Despite the league being overall better in 2021 than it was in 2019, there are only two teams who play with any sort of balance on both sides of the ball: Baylor and Iowa State. By every advanced metric, Oklahoma is a top 10 team but they’re there due to a top 5 offense and a ~50th ranked defense. Oklahoma State is a top 5 defense but their offense is ~50th. Texas is similar to Oklahoma but a little worse on offense and defense.
Baylor and Iowa State are much more balanced. By any metric, Iowa State has a top 25 offense and defense. Baylor has been creeping up there and is solidly top 30 in both. You don’t HAVE to be balanced to win the league, but it certainly helps you stay more consistent from game to game. Oklahoma was able to win the league several times with defenses as bad as the one they have now, but they also had much better offenses than the one they are currently sporting. I think it’ll be hard for them to win the league without markedly improving on either offense or defense.
Anyway, to Baylor. One thing I love about this team is that Aranda clearly has a great staff around him and they are getting close to maximizing their roster.
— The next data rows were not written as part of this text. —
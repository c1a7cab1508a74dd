//! Conversation primitives shared by the agent and audit loops.

use std::fmt::Write as _;
use std::sync::Arc;
use tracing::{debug, warn};

use crate::domain::models::{
    AgentConfig, ChatMessage, DocumentationBundle, SamplingParams, ToolCall,
};
use crate::domain::ports::{PromptProvider, StaticPrompts};
use crate::infrastructure::gateway::Gateway;
use crate::services::{EventSink, TaskGraph, ToolRegistry, ToolSet};

/// Rule restated in every system prompt and in reminders.
pub const TOOL_CALL_RULE: &str =
    "Every turn must include at least one tool call. When all of your todos are completed, \
     reply without tool calls and state that the task is complete.";

/// Where a loop is in its cycle.
#[derive(Debug, Clone, Copy, PartialEq, Eq)]
pub enum LoopState {
    Running,
    AwaitingModel,
    ToolDispatch,
    Completed,
    Failed,
    Aborted(crate::domain::models::LimitKind),
}

impl LoopState {
    pub fn is_terminal(&self) -> bool {
        matches!(self, Self::Completed | Self::Failed | Self::Aborted(_))
    }
}

/// Collaborators handed to every loop the coordinator starts.
#[derive(Clone)]
pub struct LoopContext {
    pub gateway: Arc<Gateway>,
    pub graph: Arc<TaskGraph>,
    pub registry: Arc<ToolRegistry>,
    pub prompts: Arc<dyn PromptProvider>,
    pub documentation: DocumentationBundle,
    pub model: String,
    pub agent: AgentConfig,
    pub events: EventSink,
}

impl LoopContext {
    pub fn new(gateway: Arc<Gateway>, graph: Arc<TaskGraph>, model: impl Into<String>) -> Self {
        Self {
            gateway,
            graph,
            registry: Arc::new(ToolRegistry::new()),
            prompts: Arc::new(StaticPrompts),
            documentation: DocumentationBundle::default(),
            model: model.into(),
            agent: AgentConfig::default(),
            events: EventSink::disabled(),
        }
    }

    pub fn with_registry(mut self, registry: ToolRegistry) -> Self {
        self.registry = Arc::new(registry);
        self
    }

    pub fn with_prompts(mut self, prompts: Arc<dyn PromptProvider>) -> Self {
        self.prompts = prompts;
        self
    }

    pub fn with_documentation(mut self, documentation: DocumentationBundle) -> Self {
        self.documentation = documentation;
        self
    }

    pub fn with_agent_config(mut self, agent: AgentConfig) -> Self {
        self.agent = agent;
        self
    }

    pub fn with_events(mut self, events: EventSink) -> Self {
        self.events = events;
        self
    }

    pub fn sampling(&self) -> SamplingParams {
        SamplingParams {
            temperature: self.agent.temperature,
            max_tokens: self.agent.max_tokens,
            top_p: None,
        }
    }
}

impl std::fmt::Debug for LoopContext {
    fn fmt(&self, f: &mut std::fmt::Formatter<'_>) -> std::fmt::Result {
        f.debug_struct("LoopContext")
            .field("model", &self.model)
            .field("gateway", &self.gateway)
            .field("registry", &self.registry)
            .finish_non_exhaustive()
    }
}

/// `- name: description` per tool.
pub fn tool_listing(tools: &ToolSet) -> String {
    let mut out = String::new();
    for schema in tools.schemas() {
        let _ = writeln!(out, "- {}: {}", schema.name, schema.description);
    }
    out
}

/// Run each call in order and return one tool-result message per call.
///
/// Unknown names and tool failures come back as error results; nothing is raised.
pub async fn dispatch_tool_calls(tools: &ToolSet, calls: &[ToolCall]) -> Vec<ChatMessage> {
    let mut results = Vec::with_capacity(calls.len());
    for call in calls {
        let Some(tool) = tools.get(&call.name) else {
            warn!(tool = %call.name, "Model requested unknown tool");
            results.push(ChatMessage::tool_result(
                &call.id,
                format!(
                    "Error: unknown tool '{}'. Available tools: {}",
                    call.name,
                    tools.names().join(", ")
                ),
                true,
            ));
            continue;
        };

        let output = tool.run(call.arguments.clone()).await;
        debug!(tool = %call.name, success = output.success, "Tool call finished");
        results.push(ChatMessage::tool_result(&call.id, output.render(), !output.success));
    }
    results
}

/// Case-insensitive substring match against the configured phrases.
pub fn contains_completion_phrase<S: AsRef<str>>(text: &str, phrases: &[S]) -> bool {
    let lower = text.to_lowercase();
    phrases
        .iter()
        .any(|phrase| lower.contains(&phrase.as_ref().to_lowercase()))
}

/// Append a labelled documentation section when the text is non-empty.
pub(crate) fn push_section(out: &mut String, title: &str, body: &str) {
    let body = body.trim();
    if body.is_empty() {
        return;
    }
    let _ = write!(out, "\n\n## {title}\n{body}");
}

#[cfg(test)]
mod tests {
    use super::*;
    use crate::domain::ports::{Tool, ToolOutput};
    use async_trait::async_trait;
    use serde_json::{json, Value};

    struct Echo;

    #[async_trait]
    impl Tool for Echo {
        fn name(&self) -> &str {
            "echo"
        }

        fn description(&self) -> &str {
            "Echo the input"
        }

        fn input_schema(&self) -> Value {
            json!({"type": "object"})
        }

        async fn run(&self, arguments: Value) -> ToolOutput {
            if arguments.get("fail").is_some() {
                ToolOutput::err("asked to fail")
            } else {
                ToolOutput::ok(arguments)
            }
        }
    }

    fn tools() -> ToolSet {
        let mut set = ToolSet::default();
        set.insert(Arc::new(Echo));
        set
    }

    #[tokio::test]
    async fn test_dispatch_unknown_and_failing_tools() {
        let calls = vec![
            ToolCall::new("1", "echo", json!({"x": 1})),
            ToolCall::new("2", "rm_rf", json!({})),
            ToolCall::new("3", "echo", json!({"fail": true})),
        ];
        let results = dispatch_tool_calls(&tools(), &calls).await;

        assert_eq!(results.len(), 3);
        assert!(!results[0].is_error);
        assert!(results[1].is_error);
        assert!(results[1].content.contains("unknown tool 'rm_rf'"));
        assert!(results[2].is_error);
        assert_eq!(results[2].tool_call_id.as_deref(), Some("3"));
    }

    #[test]
    fn test_completion_phrase_is_case_insensitive() {
        let phrases = ["task complete"];
        assert!(contains_completion_phrase("All done. TASK COMPLETE.", &phrases));
        assert!(!contains_completion_phrase("still working", &phrases));
    }

    #[test]
    fn test_tool_listing() {
        assert_eq!(tool_listing(&tools()), "- echo: Echo the input\n");
    }
}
Baylor has consistently been recruiting at a top 3 or 4 level in the Big 12 for a while now, and a top 30 level or so nationally, and the coaching staff is elevating that talent even further and looks to be producing a top ~15 or so team.
The other contenders in the Big 12 have major weaknesses (and strengths). Baylor wasn’t able to overcome Oklahoma State’s dominant defense to take advantage of their poor offense. Against Oklahoma and Texas, they’ll have the opportunity to take advantage of their bad defenses but will have to survive against their very good offenses. Not to mention other games that are not even close to givens, such as a very tough matchup at Kansas State.
I hesitate to write articles like this because it really is one game at a time, and I guarantee that the team itself is only focusing on Texas (as they should). But let’s be real, the league is wide open this year, and a talented, competent, and well-coached team like Baylor has the opportunity to seize that opportunity this year. After a crucial bye week where Aranda and his staff had the opportunity to iron out their weaknesses and set themselves up for the best finish possible,
I think Baylor (and Iowa State’s) balance will show out the remainder of the season. OU is fixing to play 3 very close games (at Baylor, home vs ISU, at OSU). OSU still has bedlam and some other easier matchups. Maybe OU’s offense and OSU’s defense are good enough so that they both handle their business from here on out (other than their head to head in Bedlam, of course), but I think being a half-team causes a lot of problems for putting teams away.
For Baylor, it all starts this week against Texas. Texas has struggled the past few weeks, but still features a very good offense. They can be had defensively, though, and Baylor should be able to move the ball consistently against a D that has struggled to consistently tackle and play sound. Despite Texas being unranked and already having 2 losses, they remain a very solid team that Baylor will have to cleanly execute to beat. How Baylor comes out this week after a bye week will tell us a lot about this team and what we can expect going forward.